Burton further alleges that Chesapeake was negligent in not furnishing him a safe place in which to work. There is no evidence to support such a claim. A railroad conductor's place of work does not become unsafe merely because his train has stopped, even though the train may be blocking a crossing at the time it stops. We hold, therefore, that there was no evidence from which the jury could justifiably find Chesapeake guilty of negligence.
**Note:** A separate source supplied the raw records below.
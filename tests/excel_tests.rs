//! Excel export and read-back tests

use calamine::{open_workbook, Data, Reader, Xlsx};
use pretty_assertions::assert_eq;
use sheetdrop::excel::{export, ExcelExporter, ExcelImporter, SHEET_NAME};
use sheetdrop::parser::parse;
use sheetdrop::{SheetError, Table};
use tempfile::TempDir;

// ═══════════════════════════════════════════════════════════════════════════
// ROUND TRIP
// ═══════════════════════════════════════════════════════════════════════════

#[test]
fn test_round_trip_preserves_cells() {
    let dir = TempDir::new().unwrap();
    let table = parse("name;qty;price\napple;3;1.25\npear;10;0.5").unwrap();

    let path = export(&table, "fruit.xlsx", dir.path()).unwrap();
    let back = ExcelImporter::new(&path).import().unwrap();

    assert_eq!(back, table);
}

#[test]
fn test_export_has_no_index_column() {
    let dir = TempDir::new().unwrap();
    let table = parse("a;b\nc;d").unwrap();
    let path = export(&table, "plain.xlsx", dir.path()).unwrap();

    let mut workbook: Xlsx<_> = open_workbook(&path).unwrap();
    assert_eq!(workbook.sheet_names(), vec![SHEET_NAME.to_string()]);

    let range = workbook.worksheet_range(SHEET_NAME).unwrap();
    assert_eq!(range.get_size(), (3, 2));
    assert_eq!(range.get((0, 0)), Some(&Data::String("Column 1".to_string())));
    assert_eq!(range.get((1, 0)), Some(&Data::String("a".to_string())));
    assert_eq!(range.get((2, 1)), Some(&Data::String("d".to_string())));
}

#[test]
fn test_numeric_looking_cells_stay_strings() {
    let dir = TempDir::new().unwrap();
    let table = parse("007;1e3").unwrap();
    let path = export(&table, "numbers.xlsx", dir.path()).unwrap();

    let mut workbook: Xlsx<_> = open_workbook(&path).unwrap();
    let range = workbook.worksheet_range(SHEET_NAME).unwrap();
    assert_eq!(range.get((1, 0)), Some(&Data::String("007".to_string())));
    assert_eq!(range.get((1, 1)), Some(&Data::String("1e3".to_string())));
}

#[test]
fn test_short_row_reads_back_with_blank_cells() {
    let dir = TempDir::new().unwrap();
    let table = parse("a;b;c\nd").unwrap();
    let path = export(&table, "short.xlsx", dir.path()).unwrap();

    let back = ExcelImporter::new(&path).import().unwrap();
    assert_eq!(back.columns, table.columns);
    assert_eq!(back.rows[1], vec!["d", "", ""]);
}

#[test]
fn test_long_row_cells_are_written() {
    let dir = TempDir::new().unwrap();
    let table = parse("a\nb;c").unwrap();
    let path = export(&table, "long.xlsx", dir.path()).unwrap();

    let back = ExcelImporter::new(&path).import().unwrap();
    assert_eq!(back.columns, vec!["Column 1"]);
    assert_eq!(back.rows, vec![vec!["a", ""], vec!["b", "c"]]);
}

#[test]
fn test_trailing_empty_row_survives_round_trip() {
    let dir = TempDir::new().unwrap();
    let table = parse("a;b\n;").unwrap();
    assert_eq!(table.row_count(), 2);

    let path = export(&table, "trailing.xlsx", dir.path()).unwrap();
    let back = ExcelImporter::new(&path).import().unwrap();

    assert_eq!(back, table);
    assert_eq!(back.rows[1], vec!["", ""]);
}

#[test]
fn test_single_empty_row_survives_round_trip() {
    let dir = TempDir::new().unwrap();
    let table = parse(";").unwrap();

    let path = export(&table, "blank.xlsx", dir.path()).unwrap();
    let back = ExcelImporter::new(&path).import().unwrap();

    assert_eq!(back.row_count(), 1);
    assert_eq!(back, table);
}

#[test]
fn test_empty_cells_are_written_as_blank_cells() {
    let dir = TempDir::new().unwrap();
    let table = parse("a;b\n;\n;").unwrap();
    let path = export(&table, "blanks.xlsx", dir.path()).unwrap();

    let mut workbook: Xlsx<_> = open_workbook(&path).unwrap();
    let dimensions = workbook
        .worksheet_cells_reader(SHEET_NAME)
        .unwrap()
        .dimensions();
    assert_eq!(dimensions.end, (3, 1));
}

// ═══════════════════════════════════════════════════════════════════════════
// OVERWRITE AND FAILURES
// ═══════════════════════════════════════════════════════════════════════════

#[test]
fn test_second_export_overwrites_first() {
    let dir = TempDir::new().unwrap();
    let first = parse("old;old;old\nold;old;old\nold;old;old").unwrap();
    let second = parse("new;value").unwrap();

    let path1 = export(&first, "same.xlsx", dir.path()).unwrap();
    let path2 = export(&second, "same.xlsx", dir.path()).unwrap();
    assert_eq!(path1, path2);

    let back = ExcelImporter::new(&path2).import().unwrap();
    assert_eq!(back, second);
    assert!(back.rows.iter().flatten().all(|cell| cell != "old"));
}

#[test]
fn test_export_into_missing_directory_fails() {
    let dir = TempDir::new().unwrap();
    let table = parse("a;b").unwrap();

    let err = export(&table, "out.xlsx", &dir.path().join("missing")).unwrap_err();
    assert!(matches!(err, SheetError::Export(_)));
}

#[test]
fn test_export_filename_that_is_a_directory_fails() {
    let dir = TempDir::new().unwrap();
    std::fs::create_dir(dir.path().join("taken.xlsx")).unwrap();
    let table = parse("a;b").unwrap();

    let err = export(&table, "taken.xlsx", dir.path()).unwrap_err();
    let message = err.to_string();
    assert!(message.starts_with("Error saving to Excel:"));
    assert_eq!(message.matches("Excel").count(), 1, "{}", message);
}

#[test]
fn test_import_rejects_non_workbook() {
    let dir = TempDir::new().unwrap();
    let path = dir.path().join("fake.xlsx");
    std::fs::write(&path, "not a zip").unwrap();

    let err = ExcelImporter::new(&path).import().unwrap_err();
    assert!(matches!(err, SheetError::Import(_)));
}

#[test]
fn test_empty_table_exports_empty_sheet() {
    let dir = TempDir::new().unwrap();
    let path = dir.path().join("empty.xlsx");

    ExcelExporter::new(&Table::default()).write(&path).unwrap();
    let back = ExcelImporter::new(&path).import().unwrap();
    assert_eq!(back, Table::default());
}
Even if negligence on the part of Chesapeake had been shown, Burton has failed to clear another hurdle. There is no evidence tending to show a causal connection between Chesapeake's negligence and Burton's injuries. Any such negligence was a mere condition here, not a proximate cause. In Gulf, m. & O.R. Co. v. Joiner, 201 Miss. 442, 29 So.2d 255, 261, a case brought under the Federal Employers' Liability Act, the court said:


'When the railroad motor car, together with its trailer, arrived at and was upon the railroad crossing, it had the legal right to be there-- upon its own track, as to which it then had propriety and this regardless of any operative negligence of the railroad employee inter sese by which it came to be there. Its presence there was a fact completed and was a fact wholly independent of, and had no motivating connection or relation whatever with the approaching log truck, which in its approach was moving of its own completely independent force and direction. Hence the presence of the railroad motorcar and trailer had set up merely a condition and was not an efficient cause as known to the law of negligence-- a causa sine qua non, not the causa causans-- if the log truck had the independent time and opportunity to avoid colliding with the trailer, as the testimony shows without dispute that it did so have.'


After the train had stopped, Burton placed himself in the middle of the road in front of the coal car, in a position from which he could not move without great difficulty. He was struck by a truck driven by a man who admittedly had been drinking. The injuries which burton received would not have occurred but for his actions and the actions of a third party. Burton decided himself on his course of conduct after the train stalled. He could easily have chosen a safe place or position from which he could have signalled with his torch to approaching drivers of motor vehicles. In such a situation any negligence of the railroad in stopping the train created a mere condition which had no causal connection to the injury received. See Wolfe v. Henwood, 8 Cir., 162 F.2d 998, certiorari denied 332 U.S. 773, 68 S.Ct. 88, 92 L.Ed. 357.


For the reasons stated, the judgment of the District Court must be reversed and the case must be remanded to that court with instructions to enter judgment in favor of the defendant, Chesapeake and Ohio Railway Company.